Verwaltung empfiehlt Rücknahme der Kündigung – Politik entscheidet

Sind die Deinser „Marienkäfer“ gerettet?

Mit der Rücknahme der Kündigung könnte die Elterninitiative in Deinsen wieder Planungssicherheit erhalten. Derzeit werden dort 13 Kinder betreut.

GRONAU/DEINSEN - Die „Marienkäfer“ in Deinsen erhalten ein Signal von der Samtgemeinde Gronau. Angesichts der Nachricht, dass die Elterninitiative in Eime ihren Betrieb Ende Juli einstellen will, schlägt die Verwaltung der Politik nun vor, die ausgesprochene Kündigung für die Deinser Elterninitiative zurückzunehmen.
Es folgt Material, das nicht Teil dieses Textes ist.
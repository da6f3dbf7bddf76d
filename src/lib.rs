//! Hive - Rust 分布式任务分发引擎
//!
//! 模块划分：
//! - **agents**: 远程 Agent、Agent 注册表与性能快照
//! - **channel**: 双工通道抽象（WebSocket / 内存）
//! - **config**: 应用配置加载（TOML + 环境变量）
//! - **core**: 错误类型、分发状态机、编排根、优雅关闭
//! - **gateway**: WebSocket Hub 与 HTTP 接口
//! - **plugins**: 插件描述、注册表（热加载）与执行器
//! - **protocol**: 通道信封与端点常量
//! - **relay**: 作为 Agent 接入上游 Hub
//! - **task**: 任务模型、命名队列、关联等待与生命周期

pub mod agents;
pub mod channel;
pub mod config;
pub mod core;
pub mod gateway;
pub mod observability;
pub mod plugins;
pub mod protocol;
pub mod relay;
pub mod task;

pub use crate::core::{Orchestrator, PLUGIN_NOT_FOUND};
pub use crate::task::{Task, TaskStatus};
//! 命名队列：有界并发的执行域
//!
//! 每个队列一个工作循环：按 FIFO 取出作业，先拿 Semaphore 许可再派生执行，
//! 因此准入顺序为 FIFO，完成顺序不保证。并发上限在队列首次创建时确定，之后不再修改。

use std::collections::HashMap;
use std::future::Future;
use std::pin::Pin;
use std::sync::{Arc, Mutex, MutexGuard};

use tokio::sync::{mpsc, Semaphore};

/// 默认队列（无并发上限）
pub const DEFAULT_QUEUE: &str = "main";

/// 队列作业
pub type Job = Pin<Box<dyn Future<Output = ()> + Send>>;

struct NamedQueue {
    tx: mpsc::UnboundedSender<Job>,
    limit: Option<usize>,
}

/// 命名队列集合
#[derive(Default)]
pub struct QueueSet {
    queues: Mutex<HashMap<String, NamedQueue>>,
}

impl QueueSet {
    pub fn new() -> Self {
        Self::default()
    }

    fn lock(&self) -> MutexGuard<'_, HashMap<String, NamedQueue>> {
        self.queues.lock().unwrap_or_else(|e| e.into_inner())
    }

    /// 投递作业；队列不存在时以 `limit` 创建（`main` 恒为无上限）
    pub fn enqueue(&self, name: &str, limit: Option<usize>, job: Job) {
        let mut queues = self.lock();
        let queue = queues.entry(name.to_string()).or_insert_with(|| {
            let limit = if name == DEFAULT_QUEUE { None } else { limit };
            tracing::debug!(queue = %name, ?limit, "queue created");
            NamedQueue {
                tx: spawn_worker(name.to_string(), limit),
                limit,
            }
        });
        if let Err(e) = queue.tx.send(job) {
            tracing::error!(queue = %name, "queue worker gone: {}", e);
        }
    }

    /// 队列的并发上限；队列不存在时返回 None
    pub fn limit(&self, name: &str) -> Option<Option<usize>> {
        self.lock().get(name).map(|q| q.limit)
    }

    /// 已创建的队列名（排序）
    pub fn names(&self) -> Vec<String> {
        let mut names: Vec<String> = self.lock().keys().cloned().collect();
        names.sort();
        names
    }
}

fn spawn_worker(name: String, limit: Option<usize>) -> mpsc::UnboundedSender<Job> {
    let (tx, mut rx) = mpsc::unbounded_channel::<Job>();
    let semaphore = limit.map(|n| Arc::new(Semaphore::new(n.max(1))));

    tokio::spawn(async move {
        while let Some(job) = rx.recv().await {
            match &semaphore {
                Some(semaphore) => {
                    let permit = match Arc::clone(semaphore).acquire_owned().await {
                        Ok(p) => p,
                        Err(_) => break,
                    };
                    tokio::spawn(async move {
                        let _permit = permit;
                        job.await;
                    });
                }
                None => {
                    tokio::spawn(job);
                }
            }
        }
        tracing::debug!(queue = %name, "queue worker stopped");
    });

    tx
}

#[cfg(test)]
mod tests {
    use super::*;
    use std::sync::atomic::{AtomicUsize, Ordering};
    use std::time::Duration;

    #[tokio::test]
    async fn test_concurrency_cap_is_respected() {
        let queues = QueueSet::new();
        let running = Arc::new(AtomicUsize::new(0));
        let max_seen = Arc::new(AtomicUsize::new(0));
        let (done_tx, mut done_rx) = mpsc::unbounded_channel();

        for _ in 0..10 {
            let running = Arc::clone(&running);
            let max_seen = Arc::clone(&max_seen);
            let done_tx = done_tx.clone();
            queues.enqueue(
                "render",
                Some(2),
                Box::pin(async move {
                    let now = running.fetch_add(1, Ordering::SeqCst) + 1;
                    max_seen.fetch_max(now, Ordering::SeqCst);
                    tokio::time::sleep(Duration::from_millis(20)).await;
                    running.fetch_sub(1, Ordering::SeqCst);
                    let _ = done_tx.send(());
                }),
            );
        }

        for _ in 0..10 {
            done_rx.recv().await.unwrap();
        }
        assert!(max_seen.load(Ordering::SeqCst) <= 2);
        assert_eq!(max_seen.load(Ordering::SeqCst), 2);
    }

    #[tokio::test]
    async fn test_first_limit_wins() {
        let queues = QueueSet::new();
        queues.enqueue("q", Some(3), Box::pin(async {}));
        queues.enqueue("q", Some(7), Box::pin(async {}));
        assert_eq!(queues.limit("q"), Some(Some(3)));
    }

    #[tokio::test]
    async fn test_main_queue_is_unbounded() {
        let queues = QueueSet::new();
        queues.enqueue(DEFAULT_QUEUE, Some(1), Box::pin(async {}));
        assert_eq!(queues.limit(DEFAULT_QUEUE), Some(None));
    }

    #[tokio::test]
    async fn test_single_slot_queue_admits_in_order() {
        let queues = QueueSet::new();
        let (tx, mut rx) = mpsc::unbounded_channel();
        for i in 0..5 {
            let tx = tx.clone();
            queues.enqueue(
                "serial",
                Some(1),
                Box::pin(async move {
                    let _ = tx.send(i);
                }),
            );
        }
        let mut order = Vec::new();
        for _ in 0..5 {
            order.push(rx.recv().await.unwrap());
        }
        assert_eq!(order, vec![0, 1, 2, 3, 4]);
    }
}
„Uns allen würde ein Stein vom Herzen fallen“, hebt Annemarie Harstick, die kürzlich den Vorsitz der Elterninitiative „Marienkäfer“ übernommen hat, die Bedeutung dieser Entscheidung hervor. Immerhin habe eine ungewisse Zeit hinter der Einrichtung gelegen: Im Juni vergangenen Jahres hatte der Rat der Samtgemeinde entschieden, die Betriebsführungsverträge der Elterninitiativen in Eime und Deinsen zu kündigen – mit dem Ziel, künftig nur noch eine Einrichtung am Standort in Deinsen zu führen. „Wir hatten mit der Kündigung zu kämpfen“, lässt Annemarie Harstick die Zeit Revue passieren: „Wir haben stets versucht, nicht in Vergessenheit zu geraten.“ Doch angesichts der drohenden Kündigung habe die Elterninitiative schon das eine oder andere Kind verloren; so manche Eltern hätten ihren Nachwuchs schließlich andernorts angemeldet. Dann aber kam die Nachricht aus Eime: Die Elterninitiative schließt ihre Einrichtung zum 31. Juli. Das Personal wird zumindest für ein Jahr eine Beschäftigung bei der Samtgemeinde Gronau erhalten, die Jungen und Mädchen der Einrichtung wechseln in den kommunalen Kindergarten. „Der Wegfall der damit einhergehenden 20 Kindergartenplätze führt zur Vollauslastung der kommunalen Einrichtung in Eime“, heißt es in der Beschlussvorlage, die dem Jugendausschuss der Samtgemeinde am Mittwoch vorgelegt werden soll. Auch verweist die Verwaltung auf die Betreuung einer gewissen Anzahl an Krippenkindern in Deinsen. Zur Erfüllung des Rechtsanspruchs sei dies „dringend notwendig“, schlägt die Verwaltung die Rücknahme der Kündigung vor, weist allerdings zugleich ausdrücklich darauf hin, dass „die Rücknahme der Kündigung vor dem Hintergrund starker rückläufiger Kinderzahlen nicht einer Bestandsgarantie gleichgesetzt werden kann“. Derzeit betreut die Elterninitiative 13 Jungen und Mädchen, darunter zwei einjährige Kinder. „Wir haben noch Kapazitäten frei“, hofft die Vorsitzende auf weitere Anmeldungen. Und wenn die Politik die Kündigung tatsächlich zurücknimmt, „bin ich natürlich begeistert“, sagt Annemarie Harstick, die bei der Sitzung am Mittwoch dabei sein wird. Beginn ist um 17 Uhr im Wirtshaus „Kaiser Franz-Josef“ in Gronau.